Figure 3. Single-molecule analysis of deubiquitination by USP14.

Single molecule (SM) assays were performed on immobilized human proteasome from which USP14 had been removed. Securin conjugates were generated using fluorescently labeled ubiquitin and added to the proteasome under conditions as indicated. a, Percent of stepped traces under conditions measuring RPN11 (ATP, no USP14) or USP14 (ADP, USP14-WT) activities.
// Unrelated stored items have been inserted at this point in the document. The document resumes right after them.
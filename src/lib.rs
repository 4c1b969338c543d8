pub mod classifier;
pub mod config;
pub mod fetcher;
pub mod links;
pub mod pipeline;
pub mod relay;
pub mod report;
#[cfg(test)]
mod tests {
    use super::*;
    use crate::coding::BufMutExt;
    use crate::packet::PacketHeader;

    fn test_logger() -> Logger {
        Logger::root(slog::Discard, o!())
    }

    struct NullFrames;
    impl FrameDecoder for NullFrames {
        fn decode_frames(&mut self, _buf: &[u8], _epoch: Epoch, _path: usize) -> Result<FrameReport, TransportError> {
            Ok(FrameReport::default())
        }
    }

    struct NullTls;
    impl TlsEngine for NullTls {
        fn pump(&mut self, _epoch: Epoch, _side: Side) -> Option<(Epoch, Keys, Keys)> {
            None
        }
    }

    fn blank_header(ty: PacketType, pc: PnSpace, epoch: Epoch, pn64: u64) -> PacketHeader {
        PacketHeader {
            ty,
            version: crate::VERSION,
            version_index: 0,
            dest_cnx_id: ConnectionId::new(&[1, 2]),
            src_cnx_id: ConnectionId::new(&[3, 4]),
            offset: 0,
            payload_length: 4,
            pn_offset: 0,
            pn: pn64 as u32,
            pn_len: 1,
            pn_mask: 0,
            pn64,
            epoch,
            pc,
            spin: false,
            has_spin_bit: false,
            key_phase: false,
            has_reserved_bit_set: false,
            token_range: None,
        }
    }

    /// Builds a header-protected, AEAD-protected Initial segment an
    /// `Endpoint`/`Connection` could legitimately decrypt, so dispatch tests
    /// exercise the real decrypt stage rather than a synthetic passthrough.
    fn protected_initial_segment(dcid: &[u8], scid: &[u8], pn: u32, plaintext: &[u8], decrypting_side: Side) -> Vec<u8> {
        let keys = Keys::initial(&ConnectionId::new(dcid), decrypting_side);

        let mut header = vec![0xC0 | (4 << 4)];
        header.extend_from_slice(&crate::VERSION.to_be_bytes());
        header.push(dcid.len() as u8);
        header.extend_from_slice(dcid);
        header.push(scid.len() as u8);
        header.extend_from_slice(scid);
        header.push(0); // token length
        let payload_length = 1 + plaintext.len() + ring::aead::MAX_TAG_LEN;
        header.write_var(payload_length as u64);
        let pn_offset = header.len();
        header.push((pn & 0xFF) as u8);

        let mut payload = plaintext.to_vec();
        keys.aead_encrypt(u64::from(pn), &header, &mut payload, plaintext.len()).unwrap();

        let mut buf = header;
        buf.extend_from_slice(&payload);

        let sample_offset = pn_offset + 4;
        let sample: [u8; 16] = buf[sample_offset..sample_offset + 16].try_into().unwrap();
        let mask = keys.pn_decrypt(&sample);
        buf[0] ^= mask[0] & 0x0f;
        buf[pn_offset] ^= mask[1];
        buf
    }

    fn header_for(segment: &[u8], local_dcid_len: usize) -> PacketHeader {
        crate::packet::parse_header(segment, local_dcid_len).unwrap()
    }

    #[test]
    fn server_creates_connection_and_advances_past_server_init() {
        // Scenario A.
        let dcid = [0xA1, 0xA2, 0xA3, 0xA4, 0xA5, 0xA6, 0xA7, 0xA8];
        let mut conn = Connection::new(test_logger(), false, ConnectionId::new(&dcid), SocketAddr::from(([127, 0, 0, 1], 1234)));
        assert_eq!(conn.state, State::ServerInit);

        let mut segment = protected_initial_segment(&dcid, &[3, 4], 0, &[0xAA; 16], Side::Client);
        let mut header = header_for(&segment, 0);
        let mut rng = rand::rngs::mock::StepRng::new(1, 1);
        let outcome = conn.incoming_segment(
            &mut header,
            &mut segment,
            &mut NullTls,
            &mut NullFrames,
            SocketAddr::from(([127, 0, 0, 1], 1234)),
            SocketAddr::from(([127, 0, 0, 1], 4433)),
            0,
            &mut rng,
        );
        assert_eq!(outcome, SegmentOutcome::Ok);
        assert_eq!(conn.state, State::ServerAlmostReady);
    }

    #[test]
    fn duplicate_packet_number_is_rejected_without_redelivery() {
        let dcid = [1u8; 8];
        let mut conn = Connection::new(test_logger(), false, ConnectionId::new(&dcid), SocketAddr::from(([127, 0, 0, 1], 1)));
        let mut rng = rand::rngs::mock::StepRng::new(1, 1);
        let a = [127, 0, 0, 1];
        let p1 = SocketAddr::from((a, 1));
        let p2 = SocketAddr::from((a, 2));

        let mut segment1 = protected_initial_segment(&dcid, &[3, 4], 3, &[0xAA; 16], Side::Client);
        let mut header1 = header_for(&segment1, 0);
        let first = conn.incoming_segment(&mut header1, &mut segment1, &mut NullTls, &mut NullFrames, p1, p2, 0, &mut rng);
        assert_eq!(first, SegmentOutcome::Ok);

        let mut segment2 = protected_initial_segment(&dcid, &[3, 4], 3, &[0xAA; 16], Side::Client);
        let mut header2 = header_for(&segment2, 0);
        let second = conn.incoming_segment(&mut header2, &mut segment2, &mut NullTls, &mut NullFrames, p1, p2, 0, &mut rng);
        assert_eq!(second, SegmentOutcome::Duplicate);
    }

    #[test]
    fn retry_outside_client_init_states_is_unexpected() {
        let mut conn = Connection::new(test_logger(), true, ConnectionId::new(&[1]), SocketAddr::from(([127, 0, 0, 1], 1)));
        conn.state = State::Ready;
        let header = blank_header(PacketType::Retry, PnSpace::Initial, Epoch::Initial, 0);
        assert_eq!(conn.incoming_retry(&header), SegmentOutcome::UnexpectedPacket);
    }

    #[test]
    fn handshake_segment_with_mismatched_scid_is_cnxid_check() {
        let mut conn = Connection::new(test_logger(), true, ConnectionId::new(&[1]), SocketAddr::from(([127, 0, 0, 1], 1)));
        conn.paths[0].remote_cnxid = ConnectionId::new(&[9, 9]);
        conn.state = State::ClientHandshakeStart;
        let header = blank_header(PacketType::Handshake, PnSpace::Handshake, Epoch::Handshake, 1);
        let outcome = conn.incoming_handshake(&header, &[], &mut NullTls, &mut NullFrames);
        assert_eq!(outcome, SegmentOutcome::CnxidCheck);
    }
}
N(ATP, no USP14)=1574; N(ADP, no USP14)=578; N(ADP, USP14-WT)=733. b, Examples of step-trace segmentation graphs from an SM analysis on polyubiquitinated securin conjugates with USP14-reconstituted human proteasome in the presence of ADP (See Extended Data Fig. 10 for RPN11 step traces). c, Step size distribution of RPN11-mediated (ATP, no USP14, N=356) or USP14-mediated (ADP, USP14-WT, N=129) deubiquitination events as a function of the number of ubiquitins. d, Average dwell time of securin conjugates on the proteasome in the presence or absence of USP14. ATP was added for the no-USP14 condition. Dwell time was plotted as a function of the multiplicity of ubiquitin groups on securin. Error bars indicate SD of the mean (n=3). ADP denotes the condition of ADP plus o-PA to suppress RPN11 activity.